**DESCRIPTION OF THE TASK:**
Only the lines from the one with "self.compression = compression;" to the end of the records are wanted, each repeated exactly, both ends included.

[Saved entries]
============
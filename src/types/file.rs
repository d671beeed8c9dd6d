use bytes::Bytes;
use serde::{Deserialize, Serialize};

/// Source payload handed to the orchestrator - immutable once created
#[derive(Debug, Clone, Serialize, Deserialize)]
pub struct SourceFile {
    /// Original filename
    pub name: String,

    /// MIME type of the payload
    pub content_type: String,

    /// Size of the original payload in bytes
    pub size_bytes: u64,

    /// The payload itself (not serialized)
    #[serde(skip, default)]
    pub bytes: Bytes,
}

impl SourceFile {
    /// Create a new source file from a payload
    pub fn new(name: impl Into<String>, content_type: impl Into<String>, bytes: Bytes) -> Self {
        let size_bytes = bytes.len() as u64;
        Self {
            name: name.into(),
            content_type: content_type.into(),
            size_bytes,
            bytes,
        }
    }
}
/// Event protocol: a successful upload emits the lifecycle in order
/// and invalidates the delivery's asset list.
#[tokio::test]
async fn emits_lifecycle_events_in_order() {
    let transport = ScriptedTransport::default();

    let completions = Arc::new(Mutex::new(Vec::new()));
    let record = completions.clone();
    let drains = Arc::new(AtomicUsize::new(0));
    let drain_counter = drains.clone();
    let uploader = test_uploader(transport, 3)
        .with_on_item_complete(move |_id, filename| {
            record.lock().push(filename.to_string());
        })
        .with_on_all_complete(move || {
            drain_counter.fetch_add(1, Ordering::SeqCst);
        });
    let mut events = uploader.subscribe();

    let ids = uploader.enqueue(vec![test_file("a.jpg")]);
    wait_until("queue drained", || drains.load(Ordering::SeqCst) == 1).await;
    assert_eq!(
        status_of(&uploader, &ids[0]),
        Some(UploadStatus::Complete)
    );
    assert_eq!(completions.lock().clone(), vec!["a.jpg".to_string()]);

    let mut names = Vec::new();
    while let Ok(event) = events.try_recv() {
        if let Some(item_id) = event.item_id() {
            assert_eq!(item_id, &ids[0]);
        }
        names.push(event.event_name());
    }

    let position = |name: &str| {
        names
            .iter()
            .position(|n| *n == name)
            .unwrap_or_else(|| panic!("missing {name} event in {names:?}"))
    };
    assert!(position("enqueued") < position("stage_changed"));
    assert!(position("stage_changed") < position("progress"));
    assert!(position("progress") < position("completed"));
    assert!(position("completed") < position("assets_invalidated"));
    assert!(position("assets_invalidated") <= position("drained"));
}

/// An init failure surfaces like any other stage failure, with the
/// stage named in the message.
#[tokio::test]
async fn init_failure_moves_item_to_error() {
    let transport = ScriptedTransport::default();
    transport.fail_init("a.jpg", 1);
    let uploader = test_uploader(transport, 1);

    let ids = uploader.enqueue(vec![test_file("a.jpg")]);
    wait_until("item errored", || {
        status_of(&uploader, &ids[0]) == Some(UploadStatus::Error)
    })
    .await;

    let item = uploader.get(&ids[0]).unwrap();
    assert!(item
        .error
        .as_deref()
        .unwrap()
        .contains("upload initiation failed"));
    // Progress never reached the transfer band.
    assert_eq!(item.progress, 5);
}

/// Conservation: every enqueued item ends complete or errored once
/// the queue drains.
#[tokio::test]
async fn every_item_reaches_a_terminal_state() {
    let transport = ScriptedTransport::default();
    transport.fail_transfer("c.jpg", 1);
    let uploader = test_uploader(transport, 2);

    let files = vec![
        test_file("a.jpg"),
        test_file("b.jpg"),
        test_file("c.jpg"),
        test_file("d.jpg"),
        test_file("e.jpg"),
    ];
    let ids = uploader.enqueue(files);

    wait_until("all terminal", || {
        ids.iter().all(|id| {
            status_of(&uploader, id)
                .map(|s| s.is_terminal())
                .unwrap_or(false)
        })
    })
    .await;

    let summary = uploader.summary();
    assert_eq!(summary.total, 5);
    assert_eq!(summary.completed_count, 4);
    assert_eq!(summary.error_count, 1);
}
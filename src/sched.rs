use std::collections::VecDeque;

use parking_lot::Mutex;

use crate::types::ItemId;

/// A slot grant handed out by [`Scheduler::admit`]
///
/// Carries the scheduler generation at grant time so a release that
/// arrives after `clear()` can be recognized as stale.
#[derive(Debug, Clone)]
pub struct Admitted {
    pub id: ItemId,
    pub generation: u64,
}

struct DispatchState {
    /// FIFO of item ids awaiting a free concurrency slot
    pending: VecDeque<ItemId>,
    /// Items currently executing a pipeline
    active: usize,
    /// Bumped by `clear()`; releases from older generations are ignored
    generation: u64,
}

/// Pending queue and concurrency counter as one explicitly owned
/// structure
///
/// Both are mutated only under a single lock, so admit/release are
/// atomic with queue mutation and no callback can decrement against a
/// stale read.
pub struct Scheduler {
    max_concurrent: usize,
    state: Mutex<DispatchState>,
}

impl Scheduler {
    pub fn new(max_concurrent: usize) -> Self {
        Self {
            max_concurrent: max_concurrent.max(1),
            state: Mutex::new(DispatchState {
                pending: VecDeque::new(),
                active: 0,
                generation: 0,
            }),
        }
    }

    /// Append an id to the back of the pending queue
    pub fn push(&self, id: ItemId) {
        self.state.lock().pending.push_back(id);
    }

    /// Pop the head of the pending queue and take a slot, if one is
    /// free and work is waiting
    pub fn admit(&self) -> Option<Admitted> {
        let mut state = self.state.lock();
        if state.active >= self.max_concurrent {
            return None;
        }
        let id = state.pending.pop_front()?;
        state.active += 1;
        Some(Admitted {
            id,
            generation: state.generation,
        })
    }

    /// Release the slot held by a finished pipeline
    ///
    /// Returns `None` when the grant's generation was invalidated by
    /// `clear()`, otherwise `Some(drained)` where `drained` is true
    /// exactly when this release left no active and no pending work.
    pub fn release(&self, generation: u64) -> Option<bool> {
        let mut state = self.state.lock();
        if generation != state.generation {
            return None;
        }
        state.active = state.active.saturating_sub(1);
        Some(state.active == 0 && state.pending.is_empty())
    }

    /// Filter an id out of the pending queue; returns whether it was
    /// present
    pub fn remove_pending(&self, id: &ItemId) -> bool {
        let mut state = self.state.lock();
        let before = state.pending.len();
        state.pending.retain(|pending| pending != id);
        state.pending.len() != before
    }

    /// Reset queue and counter in one step and invalidate outstanding
    /// slot grants
    pub fn clear(&self) {
        let mut state = self.state.lock();
        state.pending.clear();
        state.active = 0;
        state.generation += 1;
    }

    /// Number of items currently executing a pipeline
    pub fn active_count(&self) -> usize {
        self.state.lock().active
    }

    /// Number of items awaiting a slot
    pub fn pending_len(&self) -> usize {
        self.state.lock().pending.len()
    }

    /// Check whether all admitted work finished and nothing is waiting
    pub fn is_drained(&self) -> bool {
        let state = self.state.lock();
        state.active == 0 && state.pending.is_empty()
    }
}
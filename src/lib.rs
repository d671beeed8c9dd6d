//! # memora-upload: Client-Side Upload Orchestration
//!
//! Bounded-concurrency, multi-stage upload pipeline for Memora
//! deliveries: each enqueued file runs compression → init → transfer →
//! confirmation independently, with at most `max_concurrent` items in
//! flight and per-item progress, retry and removal semantics.
//!
//! ## Design
//!
//! - **Item store as single source of truth**: every derived value
//!   (counts, flags, aggregate progress) is recomputed from store
//!   snapshots, never kept as separate mutable state.
//! - **Explicit scheduler**: the pending queue and concurrency counter
//!   live in one lock-guarded structure with `admit`/`release`
//!   semantics, so no callback can decrement against a stale read.
//! - **Framework-agnostic observer protocol**: the orchestrator
//!   broadcasts [`UploadEvent`]s; UI layers are pure subscribers.
//! - **Manual retry only**: failures are durable until the user acts,
//!   and removal detaches an item without aborting its in-flight I/O.
//!
//! ## Quick start
//!
//! ```no_run
//! use bytes::Bytes;
//! use memora_upload::prelude::*;
//! use memora_upload::transport::HttpTransport;
//!
//! # async fn demo() {
//! let transport = HttpTransport::new("https://api.memora.app");
//! let uploader = Uploader::new(DeliveryId::new(), transport, UploaderConfig::default())
//!     .with_on_all_complete(|| println!("all uploads finished"));
//!
//! uploader.enqueue(vec![SourceFile::new(
//!     "first-steps.jpg",
//!     "image/jpeg",
//!     Bytes::from_static(b"..."),
//! )]);
//!
//! let mut events = uploader.subscribe();
//! while let Ok(event) = events.recv().await {
//!     println!("{}", event.event_name());
//! }
//! # }
//! ```

pub mod compress;
pub mod config;
pub mod error;
pub mod sched;
pub mod store;
pub mod summary;
pub mod transport;
pub mod types;
pub mod uploader;

// Core API exports
pub use compress::{CompressionOptions, Compressor};
pub use config::UploaderConfig;
pub use error::{UploadError, UploadResult};
pub use store::ItemStore;
pub use summary::UploadSummary;
pub use transport::{ConfirmRequest, InitRequest, ProgressSink, UploadTarget, UploadTransport};
pub use types::{DeliveryId, ItemId, SourceFile, UploadEvent, UploadItem, UploadStatus};
pub use uploader::{EventStream, Uploader};

#[cfg(feature = "image-compression")]
pub use compress::ImageCompressor;

#[cfg(feature = "http")]
pub use transport::HttpTransport;

/// Prelude for upload orchestration
pub mod prelude {
    // Orchestrator and configuration
    pub use crate::{Uploader, UploaderConfig};

    // Essential types
    pub use crate::{
        DeliveryId, ItemId, SourceFile, UploadError, UploadEvent, UploadItem, UploadResult,
        UploadStatus, UploadSummary,
    };

    // Collaborator seams
    pub use crate::{CompressionOptions, Compressor, UploadTransport};

    // Essential traits
    pub use async_trait::async_trait;
}
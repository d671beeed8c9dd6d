use chrono::{DateTime, Utc};
use serde::{Deserialize, Serialize};

use super::{DeliveryId, ItemId, UploadStatus};

/// Minimal stable event protocol for upload observability
///
/// The orchestrator broadcasts one of these on every state change so a
/// UI layer can subscribe without holding any state of its own.
#[derive(Debug, Clone, Serialize, Deserialize)]
pub enum UploadEvent {
    /// Item was added to the store and pending queue
    Enqueued {
        item_id: ItemId,
        filename: String,
        at: DateTime<Utc>,
    },

    /// Item moved to a new pipeline stage
    StageChanged {
        item_id: ItemId,
        status: UploadStatus,
        at: DateTime<Utc>,
    },

    /// Transfer progress was recorded for an item
    Progress {
        item_id: ItemId,
        progress: u8,
        at: DateTime<Utc>,
    },

    /// Item was confirmed against its delivery
    Completed { item_id: ItemId, at: DateTime<Utc> },

    /// A pipeline stage failed for an item
    Failed {
        item_id: ItemId,
        error: String,
        at: DateTime<Utc>,
    },

    /// Item was reset and re-queued after an explicit retry
    Retried { item_id: ItemId, at: DateTime<Utc> },

    /// Item was removed from the store and pending queue
    Removed { item_id: ItemId, at: DateTime<Utc> },

    /// The whole upload session was torn down
    Cleared { at: DateTime<Utc> },

    /// The delivery's asset list is stale and should be refetched
    AssetsInvalidated {
        delivery_id: DeliveryId,
        at: DateTime<Utc>,
    },

    /// All enqueued work finished (success or error)
    Drained { at: DateTime<Utc> },
}

impl UploadEvent {
    /// Get event type name as string
    pub fn event_name(&self) -> &'static str {
        match self {
            Self::Enqueued { .. } => "enqueued",
            Self::StageChanged { .. } => "stage_changed",
            Self::Progress { .. } => "progress",
            Self::Completed { .. } => "completed",
            Self::Failed { .. } => "failed",
            Self::Retried { .. } => "retried",
            Self::Removed { .. } => "removed",
            Self::Cleared { .. } => "cleared",
            Self::AssetsInvalidated { .. } => "assets_invalidated",
            Self::Drained { .. } => "drained",
        }
    }

    /// Get the item ID, for events scoped to a single item
    pub fn item_id(&self) -> Option<&ItemId> {
        match self {
            Self::Enqueued { item_id, .. } => Some(item_id),
            Self::StageChanged { item_id, .. } => Some(item_id),
            Self::Progress { item_id, .. } => Some(item_id),
            Self::Completed { item_id, .. } => Some(item_id),
            Self::Failed { item_id, .. } => Some(item_id),
            Self::Retried { item_id, .. } => Some(item_id),
            Self::Removed { item_id, .. } => Some(item_id),
            Self::Cleared { .. } | Self::AssetsInvalidated { .. } | Self::Drained { .. } => None,
        }
    }

    /// Get the timestamp from any event
    pub fn timestamp(&self) -> &DateTime<Utc> {
        match self {
            Self::Enqueued { at, .. } => at,
            Self::StageChanged { at, .. } => at,
            Self::Progress { at, .. } => at,
            Self::Completed { at, .. } => at,
            Self::Failed { at, .. } => at,
            Self::Retried { at, .. } => at,
            Self::Removed { at, .. } => at,
            Self::Cleared { at } => at,
            Self::AssetsInvalidated { at, .. } => at,
            Self::Drained { at } => at,
        }
    }
}
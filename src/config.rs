use crate::compress::CompressionOptions;

/// Configuration for the upload orchestrator
#[derive(Debug, Clone)]
pub struct UploaderConfig {
    /// Maximum number of simultaneously in-flight items
    pub max_concurrent: usize,

    /// Constraints handed to the compression stage
    pub compression: CompressionOptions,
}

impl Default for UploaderConfig {
    fn default() -> Self {
        Self {
            max_concurrent: 3,
            compression: CompressionOptions::default(),
        }
    }
}

impl UploaderConfig {
    /// Set the concurrency cap (clamped to at least 1)
    pub fn with_max_concurrent(mut self, max_concurrent: usize) -> Self {
        self.max_concurrent = max_concurrent.max(1);
        self
    }

    /// Set the compression constraints
    pub fn with_compression(mut self, compression: CompressionOptions) -> Self {
        self.compression = compression;
        self
    }
}

#[cfg(test)]
mod tests {
    use super::*;

    #[test]
    fn default_concurrency_is_three() {
        assert_eq!(UploaderConfig::default().max_concurrent, 3);
    }

    #[test]
    fn max_concurrent_is_clamped() {
        let config = UploaderConfig::default().with_max_concurrent(0);
        assert_eq!(config.max_concurrent, 1);
    }
}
============
**YOUR SOLUTION:**
        self.compression = compression;
        self
    }
}

#[cfg(test)]
mod tests {
    use super::*;

    #[test]
    fn default_concurrency_is_three() {
        assert_eq!(UploaderConfig::default().max_concurrent, 3);
    }

    #[test]
    fn max_concurrent_is_clamped() {
        let config = UploaderConfig::default().with_max_concurrent(0);
        assert_eq!(config.max_concurrent, 1);
    }
}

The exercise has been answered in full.